Exercise brief: Nothing but the lines from the start of the entries through the line containing "self.phase = (self.phase" should appear in the answer, each given exactly.

[Extracted data entries]
- Opening Delimiter -

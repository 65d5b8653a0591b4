//! Per-step wind acting on leaves.
//!
//! A single wind phase wanders randomly as the model visits each body.
//! Leaves above the ground cutoff are pushed along the current phase
//! direction and pulled gently downward; detached leaves are additionally
//! jostled in place. Every body has its spin clamped.

use crate::{config::WindConfig, random::RandomSource, world::World};
use glam::Vec2;
use std::f32::consts::TAU;

/// Gust displacement per unit of `radius * strength`.
pub const GUST_SCALE: f32 = 1000.0;

#[derive(Clone, Debug, Default)]
pub struct WindModel {
    phase: f32,
}

impl WindModel {
    pub fn new() -> Self {
        Self::default()
    }

    /// Current wind direction, in radians.
    pub fn phase(&self) -> f32 {
        self.phase
    }

    /// Applies one step of wind to every body in `world`.
    ///
    /// Draws per body: one for the phase jitter, then two for the gust
    /// (x, y) if the body is a detached leaf. Forces go into
    /// `world.forces` and take effect at the next integration.
    ///
    /// ### Parameters
    /// - `cfg` - Wind strength, jitter, ground cutoff and spin limit.
    /// - `world` - Bodies to blow on. Its force buffer must cover every
    ///   body, which [`World::insert`] guarantees.
    /// - `rng` - Source of the jitter and gust draws.
    ///
    /// ### Panics
    /// Panics if `world.forces` is shorter than `world.bodies`.
    pub fn apply<R>(&mut self, cfg: &WindConfig, world: &mut World, rng: &mut R)
    where
        R: RandomSource + ?Sized,
    {
        let push = cfg.max_angular_velocity.abs();

        for (id, body) in world.bodies.iter_mut().enumerate() {
            self.phase = (self.phase + (rng.next_unit() - 0.5) * cfg.jitter * TAU) % TAU;

            if body.is_leaf() {
                let gust_scale = body.radius * cfg.strength;

                if body.is_detached_leaf() {
                    let gust = Vec2::new(rng.next_unit() - 0.5, rng.next_unit() - 0.5);
                    body.pos += gust * gust_scale * GUST_SCALE;
                }

                if body.pos.y > cfg.ground_cutoff {
                    let drift = Vec2::from_angle(self.phase) * gust_scale;
                    let settle = Vec2::new(0.0, -cfg.settle_bias * body.mass);
                    world.forces.add(id, drift + settle);
                }
            }

            body.angular_vel = body.angular_vel.clamp(-push, push);
        }
    }
}

#[cfg(test)]
mod tests {
    use super::*;
    use crate::{body::Body, config::WorldConfig, random::SequenceSource};

    fn world_with(bodies: Vec<Body>) -> World {
        let mut world = World::new(WorldConfig::default());
        world.bodies = bodies;
        world.forces.ensure_len(world.bodies.len());
        world
    }

    fn detached(pos: Vec2) -> Body {
        let mut b = Body::leaf(pos, 0.02, 5.0, 0.0);
        b.kind = crate::body::BodyKind::Leaf { attached: false };
        b
    }

    #[test]
    fn attached_leaf_gets_no_positional_jitter() {
        let mut world = world_with(vec![Body::leaf(Vec2::new(0.0, 50.0), 0.02, 5.0, 0.0)]);
        let cfg = WindConfig {
            strength: 1.0,
            ..WindConfig::default()
        };
        let mut rng = SequenceSource::new(vec![0.9, 0.0, 1.0]);

        WindModel::new().apply(&cfg, &mut world, &mut rng);

        assert_eq!(world.bodies[0].pos, Vec2::new(0.0, 50.0));
        // Only the phase draw was consumed.
        assert_eq!(rng.taken(), 1);
        // It is still above the cutoff, so it feels the wind.
        assert_ne!(world.forces.get(0), Vec2::ZERO);
    }

    #[test]
    fn detached_leaf_is_jostled() {
        let mut world = world_with(vec![detached(Vec2::new(0.0, 50.0))]);
        let cfg = WindConfig {
            strength: 1e-3,
            ..WindConfig::default()
        };
        // Phase draw, then gust x = +0.5, gust y = -0.25.
        let mut rng = SequenceSource::new(vec![0.5, 1.0, 0.25]);

        WindModel::new().apply(&cfg, &mut world, &mut rng);

        // radius 5 * strength 1e-3 * 1000 = 5 units per unit draw.
        let expected = Vec2::new(0.0, 50.0) + Vec2::new(0.5, -0.25) * 5.0;
        assert!((world.bodies[0].pos - expected).length() < 1e-4);
        assert_eq!(rng.taken(), 3);
    }

    #[test]
    fn leaf_below_cutoff_gets_no_force() {
        let mut world = world_with(vec![detached(Vec2::new(0.0, 1.0))]);
        let cfg = WindConfig {
            strength: 1.0,
            ground_cutoff: 2.0,
            ..WindConfig::default()
        };
        // Centered gust draws keep the leaf where it is.
        WindModel::new().apply(&cfg, &mut world, &mut SequenceSource::constant(0.5));

        assert_eq!(world.forces.get(0), Vec2::ZERO);
    }

    #[test]
    fn force_follows_phase_and_settles_downward() {
        let mut world = world_with(vec![Body::leaf(Vec2::new(0.0, 50.0), 2.0, 5.0, 0.0)]);
        let cfg = WindConfig {
            strength: 0.1,
            jitter: 0.0,
            ..WindConfig::default()
        };

        WindModel::new().apply(&cfg, &mut world, &mut SequenceSource::constant(0.5));

        // Phase stays at zero: drift is +x, settle pulls along -y.
        let f = world.forces.get(0);
        assert!((f.x - 0.5).abs() < 1e-6);
        assert!((f.y + cfg.settle_bias * 2.0).abs() < 1e-9);
    }

    #[test]
    fn branches_get_no_wind_force() {
        let mut world = world_with(vec![Body::branch(Vec2::new(0.0, 50.0), 1.0, 1.0, 0)]);
        WindModel::new().apply(
            &WindConfig::default(),
            &mut world,
            &mut SequenceSource::constant(0.9),
        );
        assert_eq!(world.forces.get(0), Vec2::ZERO);
    }

    #[test]
    fn phase_advances_by_jitter_per_body() {
        let mut world = world_with(vec![
            Body::anchor(Vec2::ZERO, 1.0),
            Body::branch(Vec2::Y, 1.0, 1.0, 0),
        ]);
        let cfg = WindConfig {
            jitter: 0.1,
            ..WindConfig::default()
        };
        let mut model = WindModel::new();
        model.apply(&cfg, &mut world, &mut SequenceSource::constant(0.75));

        let expected = 2.0 * 0.25 * 0.1 * TAU;
        assert!((model.phase() - expected).abs() < 1e-6);
    }

    #[test]
    fn angular_velocity_is_clamped_for_every_body() {
        let mut spinning = vec![
            Body::branch(Vec2::Y, 1.0, 1.0, 0),
            Body::leaf(Vec2::new(0.0, 40.0), 0.02, 5.0, 0.0),
            detached(Vec2::new(0.0, 40.0)),
            Body::anchor(Vec2::ZERO, 1.0),
        ];
        for (i, b) in spinning.iter_mut().enumerate() {
            b.angular_vel = if i % 2 == 0 { 3.0 } else { -0.5 };
        }
        let mut world = world_with(spinning);
        let cfg = WindConfig::default();
        WindModel::new().apply(&cfg, &mut world, &mut SequenceSource::constant(0.3));

        for b in &world.bodies {
            assert!((-0.01..=0.01).contains(&b.angular_vel), "{}", b.angular_vel);
        }
        assert_eq!(world.bodies[0].angular_vel, 0.01);
        assert_eq!(world.bodies[1].angular_vel, -0.01);
    }
}
use crate::{
    body::{Body, BodyKind},
    constraint::{AngleConstraint, Constraint, ConstraintSet, DistanceConstraint, signed_angle},
    error::TopologyError,
    types::NodeId,
};
use glam::Vec2;
use std::collections::VecDeque;

#[derive(Debug, Clone)]
pub struct TreeNode {
    pub body: Body,
    pub parent: Option<NodeId>,
    pub children: Vec<NodeId>,
}

/// Flat arena of tree nodes plus the constraints that hold them together.
///
/// Node `root` is the only node without a parent. The static `base` hangs
/// off the root so that every node, the base included, has exactly one
/// distance path back to the root.
#[derive(Debug, Clone)]
pub struct Tree {
    pub nodes: Vec<TreeNode>,
    pub constraints: ConstraintSet,
    pub base: NodeId,
    pub root: NodeId,
}

impl TreeNode {
    pub fn new_root(body: Body) -> Self {
        Self {
            body,
            parent: None,
            children: Vec::with_capacity(2),
        }
    }

    pub fn new_child(body: Body, parent: NodeId) -> Self {
        Self {
            body,
            parent: Some(parent),
            children: Vec::with_capacity(2),
        }
    }
}

impl Tree {
    /// Creates the two static anchors: the root at `root_pos` and the base
    /// at `base_pos`, tied together by a rigid distance constraint.
    pub fn new(base_pos: Vec2, root_pos: Vec2, anchor_radius: f32) -> Self {
        let mut tree = Self {
            nodes: vec![TreeNode::new_root(Body::anchor(root_pos, anchor_radius))],
            constraints: ConstraintSet::new(),
            base: 0,
            root: 0,
        };
        tree.base = tree.add_child(0, Body::anchor(base_pos, anchor_radius), 1.0);
        tree
    }

    /// Appends `body` as a child of `parent`, linked by a distance
    /// constraint whose rest length is their current separation.
    pub fn add_child(&mut self, parent: NodeId, body: Body, stiffness: f32) -> NodeId {
        let id: usize = self.nodes.len();
        self.nodes.push(TreeNode::new_child(body, parent));
        self.nodes[parent].children.push(id);
        let rest = (self.nodes[id].body.pos - self.nodes[parent].body.pos).length();
        self.constraints.push(Constraint::Distance(DistanceConstraint {
            a: parent,
            b: id,
            rest,
            stiffness,
        }));
        id
    }

    /// Locks the current angle `a - center - c`.
    pub fn add_angle(&mut self, a: NodeId, center: NodeId, c: NodeId, stiffness: f32) {
        let o = self.nodes[center].body.pos;
        let target = signed_angle(self.nodes[a].body.pos - o, self.nodes[c].body.pos - o);
        self.constraints.push(Constraint::Angle(AngleConstraint {
            a,
            center,
            c,
            target,
            stiffness,
        }));
    }

    /// Snapshot of every node's body, indexed by [`NodeId`].
    pub fn bodies(&self) -> Vec<Body> {
        self.nodes.iter().map(|n| n.body.clone()).collect()
    }

    pub fn leaf_ids(&self) -> impl Iterator<Item = NodeId> + '_ {
        self.nodes
            .iter()
            .enumerate()
            .filter_map(|(i, n)| n.body.is_leaf().then_some(i))
    }

    pub fn branch_ids(&self) -> impl Iterator<Item = NodeId> + '_ {
        self.nodes
            .iter()
            .enumerate()
            .filter_map(|(i, n)| matches!(n.body.kind, BodyKind::Branch { .. }).then_some(i))
    }

    /// Checks the structural invariants of a generated tree.
    ///
    /// - every constraint endpoint exists;
    /// - the distance constraints form a spanning tree rooted at `root`
    ///   (each node reachable along exactly one path);
    /// - every angle constraint pairs a node with its own parent/children.
    pub fn validate(&self) -> Result<(), TopologyError> {
        let len = self.nodes.len();
        let check = |node: NodeId| {
            if node < len {
                Ok(())
            } else {
                Err(TopologyError::DanglingReference { node, len })
            }
        };

        let mut adj: Vec<Vec<(NodeId, usize)>> = vec![Vec::new(); len];
        for (e, d) in self.constraints.distances().enumerate() {
            check(d.a)?;
            check(d.b)?;
            adj[d.a].push((d.b, e));
            adj[d.b].push((d.a, e));
        }

        let mut visited = vec![false; len];
        let mut queue = VecDeque::new();
        if len > 0 {
            check(self.root)?;
            visited[self.root] = true;
            queue.push_back((self.root, usize::MAX));
        }
        while let Some((node, via)) = queue.pop_front() {
            for &(next, e) in &adj[node] {
                if e == via {
                    continue;
                }
                if visited[next] {
                    return Err(TopologyError::Cycle(next));
                }
                visited[next] = true;
                queue.push_back((next, e));
            }
        }
        if let Some(lost) = visited.iter().position(|v| !v) {
            return Err(TopologyError::Unreachable(lost));
        }

        for ac in self.constraints.angles() {
            check(ac.a)?;
            check(ac.center)?;
            check(ac.c)?;
            let center = &self.nodes[ac.center];
            for node in [ac.a, ac.c] {
                let related = center.parent == Some(node) || center.children.contains(&node);
                if !related {
                    return Err(TopologyError::StrayAngle {
                        center: ac.center,
                        node,
                    });
                }
            }
        }

        Ok(())
    }
}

- Closing Delimiter -

Solution below:
repository 65d5b8653a0591b4
//! Per-step wind acting on leaves.
//!
//! A single wind phase wanders randomly as the model visits each body.
//! Leaves above the ground cutoff are pushed along the current phase
//! direction and pulled gently downward; detached leaves are additionally
//! jostled in place. Every body has its spin clamped.

use crate::{config::WindConfig, random::RandomSource, world::World};
use glam::Vec2;
use std::f32::consts::TAU;

/// Gust displacement per unit of `radius * strength`.
pub const GUST_SCALE: f32 = 1000.0;

#[derive(Clone, Debug, Default)]
pub struct WindModel {
    phase: f32,
}

impl WindModel {
    pub fn new() -> Self {
        Self::default()
    }

    /// Current wind direction, in radians.
    pub fn phase(&self) -> f32 {
        self.phase
    }

    /// Applies one step of wind to every body in `world`.
    ///
    /// Draws per body: one for the phase jitter, then two for the gust
    /// (x, y) if the body is a detached leaf. Forces go into
    /// `world.forces` and take effect at the next integration.
    ///
    /// ### Parameters
    /// - `cfg` - Wind strength, jitter, ground cutoff and spin limit.
    /// - `world` - Bodies to blow on. Its force buffer must cover every
    ///   body, which [`World::insert`] guarantees.
    /// - `rng` - Source of the jitter and gust draws.
    ///
    /// ### Panics
    /// Panics if `world.forces` is shorter than `world.bodies`.
    pub fn apply<R>(&mut self, cfg: &WindConfig, world: &mut World, rng: &mut R)
    where
        R: RandomSource + ?Sized,
    {
        let push = cfg.max_angular_velocity.abs();

        for (id, body) in world.bodies.iter_mut().enumerate() {
            self.phase = (self.phase + (rng.next_unit() - 0.5) * cfg.jitter * TAU) % TAU;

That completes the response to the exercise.